Intra-limb coordination involves the planning of trajectories in the Cartesian planes. This reduces computational load and the degrees of freedom for a given movement, and it constrains the limbs to act as one unit instead of sets of muscles and joints. This concept is similar to "muscle synergies" and "coordinative structures." An example of such concept is the minimum-jerk model proposed by Neville Hogan and Tamar Flash, which predicts that the parameter that the nervous system controls is the spatial path of the hand, i.e. the end-effector (which implies that the movement is planned in the Cartesian coordinates) and that the movement along the path is maximally smooth. Other early studies showed that the end-effector follows a regularized kinematic pattern. Specifically, Francesco Lacquaniti, Carlo Terzuolo and Paolo Viviani showed that the angular velocity of the pen's tip varies with the two-thirds power of the path curvature (two-thirds power law) during drawing and handwriting. The two-thirds power law is compatible with the minimum-jerk model, but it is also compatible with sinusoidal pattern generators, such as those of central pattern generators. It has subsequently been shown that the central nervous system is devoted to its coding. The joint-space model postulates that the motor system plans movements in joint coordinates. For this model, the controlled parameter is the position of each joint contributing to the movement. Control strategies for goal directed movement differ according to the task that the subject is assigned. This was proven by testing two different conditions: (1) subjects moved cursor in the hand to the target and (2) subjects move their free hand to the target. Each condition showed different trajectories: (1) straight path and (2) curved path.

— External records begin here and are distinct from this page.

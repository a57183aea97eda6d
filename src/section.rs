//! CSS section lookup

use crate::matcher::css::{self, CssNode};
use crate::span::Span;
use crate::text;

/// A declaration inside a section
#[derive(Debug, Clone, PartialEq, Eq)]
pub struct CssProperty {
    pub name: Span,
    pub value: Span,
    /// Value split into words, function calls and strings
    pub value_tokens: Vec<Span>,
}

/// The rule enclosing an offset
#[derive(Debug, Clone, PartialEq, Eq)]
pub struct CssSection {
    /// Selector start to closing brace
    pub span: Span,
    /// Content between the braces
    pub body: Span,
    /// Direct declarations, when requested
    pub properties: Option<Vec<CssProperty>>,
}

/// Innermost rule containing `pos`
///
/// With `properties`, the rule's own declarations are included; those of
/// nested rules are not.
pub fn css_section(code: &str, pos: usize, properties: bool) -> Option<CssSection> {
    let pos = text::clamp_offset(code, pos);
    let tree = css::parse(code);
    let idx = tree.enclosing_rules(pos).first().copied()?;
    let rule = &tree.rules[idx];

    let properties = properties.then(|| {
        tree.children(Some(idx))
            .into_iter()
            .filter_map(|node| match node {
                CssNode::Declaration(d) => Some(&tree.declarations[d]),
                CssNode::Rule(_) => None,
            })
            .map(|decl| CssProperty {
                name: decl.name,
                value: decl.value,
                value_tokens: css::split_value(code, decl.value),
            })
            .collect()
    });

    Some(CssSection {
        span: rule.span,
        body: rule.body,
        properties,
    })
}

#[cfg(test)]
mod tests {
    use super::*;

    #[test]
    fn test_section_span() {
        let code = "a { color: red }\nb { margin: 0 }";
        let pos = code.find("margin").unwrap();
        let section = css_section(code, pos, false).unwrap();
        assert_eq!(section.span.slice(code), "b { margin: 0 }");
        assert_eq!(section.body.slice(code), " margin: 0 ");
        assert_eq!(section.properties, None);
    }

    #[test]
    fn test_section_properties() {
        let code = "p { margin: 0 auto; font: 12px/1.5 \"A B\", serif }";
        let section = css_section(code, 5, true).unwrap();
        let props = section.properties.unwrap();
        assert_eq!(props.len(), 2);

        assert_eq!(props[0].name.slice(code), "margin");
        assert_eq!(props[0].value.slice(code), "0 auto");
        let tokens: Vec<_> = props[1].value_tokens.iter().map(|s| s.slice(code)).collect();
        assert_eq!(tokens, vec!["12px", "1.5", "\"A B\"", "serif"]);
    }

    #[test]
    fn test_innermost_rule_only() {
        let code = ".a { color: red; .b { top: 0 } }";
        let pos = code.find("top").unwrap();
        let section = css_section(code, pos, true).unwrap();
        assert_eq!(section.span.slice(code), ".b { top: 0 }");

        let section = css_section(code, 1, true).unwrap();
        let names: Vec<_> = section
            .properties
            .unwrap()
            .iter()
            .map(|p| p.name.slice(code))
            .collect();
        assert_eq!(names, vec!["color"]);
    }

    #[test]
    fn test_edges_are_inside() {
        let code = "a { }";
        assert!(css_section(code, 0, false).is_some());
        assert!(css_section(code, code.len(), false).is_some());
    }

    #[test]
    fn test_no_section() {
        assert_eq!(css_section("a { }\n\nb { }", 6, false), None);
        assert_eq!(css_section("", 0, true), None);
    }
}
#![deny(
    unsafe_code,
    missing_docs,
    dead_code,
    unused_results,
    non_snake_case,
    unreachable_pub
)]

//! Pure bootstrap system that commissions a Pillow Siege session.
//!
//! Turns the session settings picked on the menu, a seed and a difficulty,
//! into the concrete numbers the rest of the simulation runs on: the
//! difficulty-scaled arena configuration, per-subsystem random seeds, the
//! paced wave interval, and the opening command batch.

use std::time::Duration;

use pillow_siege_core::{ArenaConfig, Command, Difficulty, Health, RNG_STREAM_ARENA};
use sha2::{Digest, Sha256};

/// Choices made before a session starts.
#[derive(Clone, Copy, Debug, PartialEq, Eq)]
pub struct SessionSettings {
    /// Seed every subsystem stream derives from.
    pub seed: u64,
    /// Difficulty tier scaling vitals, damage, and wave pace.
    pub difficulty: Difficulty,
}

/// Produces the configuration a session runs on.
#[derive(Clone, Copy, Debug)]
pub struct Bootstrap {
    settings: SessionSettings,
}

impl Bootstrap {
    /// Creates a bootstrap for the supplied session settings.
    #[must_use]
    pub const fn new(settings: SessionSettings) -> Self {
        Self { settings }
    }

    /// Arena configuration with the difficulty applied: player vitals scale
    /// with the tier, hostile pillows hit softer or harder, and the spawn
    /// ring draws from a session-derived seed.
    #[must_use]
    pub fn arena_config(&self) -> ArenaConfig {
        let difficulty = self.settings.difficulty;
        let mut config = ArenaConfig {
            rng_seed: self.subsystem_seed(RNG_STREAM_ARENA),
            ..ArenaConfig::default()
        };
        config.player_max_health = scale_health(
            config.player_max_health,
            difficulty.player_health_multiplier(),
        );
        config.projectiles.hostile_damage = scale(
            config.projectiles.hostile_damage,
            difficulty.hostile_damage_multiplier(),
        );
        config
    }

    /// Derives a named subsystem seed from the session seed.
    #[must_use]
    pub fn subsystem_seed(&self, stream: &str) -> u64 {
        let mut hasher = Sha256::new();
        hasher.update(self.settings.seed.to_le_bytes());
        hasher.update(stream.as_bytes());
        let digest = hasher.finalize();
        let bytes: [u8; 8] = digest[0..8].try_into().expect("sha256 digest slice length");
        u64::from_le_bytes(bytes)
    }

    /// Applies the wave pace to a base interval. Harder tiers launch waves
    /// faster, so the interval shrinks as the multiplier grows.
    #[must_use]
    pub fn paced_interval(&self, base: Duration) -> Duration {
        base.div_f32(self.settings.difficulty.wave_pace_multiplier())
    }

    /// Command batch that brings a fresh arena into the configured session.
    #[must_use]
    pub fn opening_commands(&self) -> Vec<Command> {
        vec![
            Command::ConfigureArena {
                config: self.arena_config(),
            },
            Command::StartAssault,
        ]
    }

    /// Settings the session was commissioned with.
    #[must_use]
    pub const fn settings(&self) -> SessionSettings {
        self.settings
    }
}

fn scale_health(base: Health, factor: f32) -> Health {
    Health::new(scale(base.get(), factor))
}

fn scale(base: u32, factor: f32) -> u32 {
    (f64::from(base) * f64::from(factor)).round() as u32
}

Eye-hand coordination concerns how eye movements are coordinated with and affect hand movements. Typical findings relate to the eye looking at an object before the hand starts moving towards that object.
Bernstein proposed that individuals learn coordination first by restricting the degrees of freedom that they use. By controlling only a limited set of degrees of freedom, this enables the learner to simplify the dynamics of the body parts involved and the range of movement options. Once the individual has gained some proficiency, these restrictions can be relaxed so allowing them to use the full potential of their body.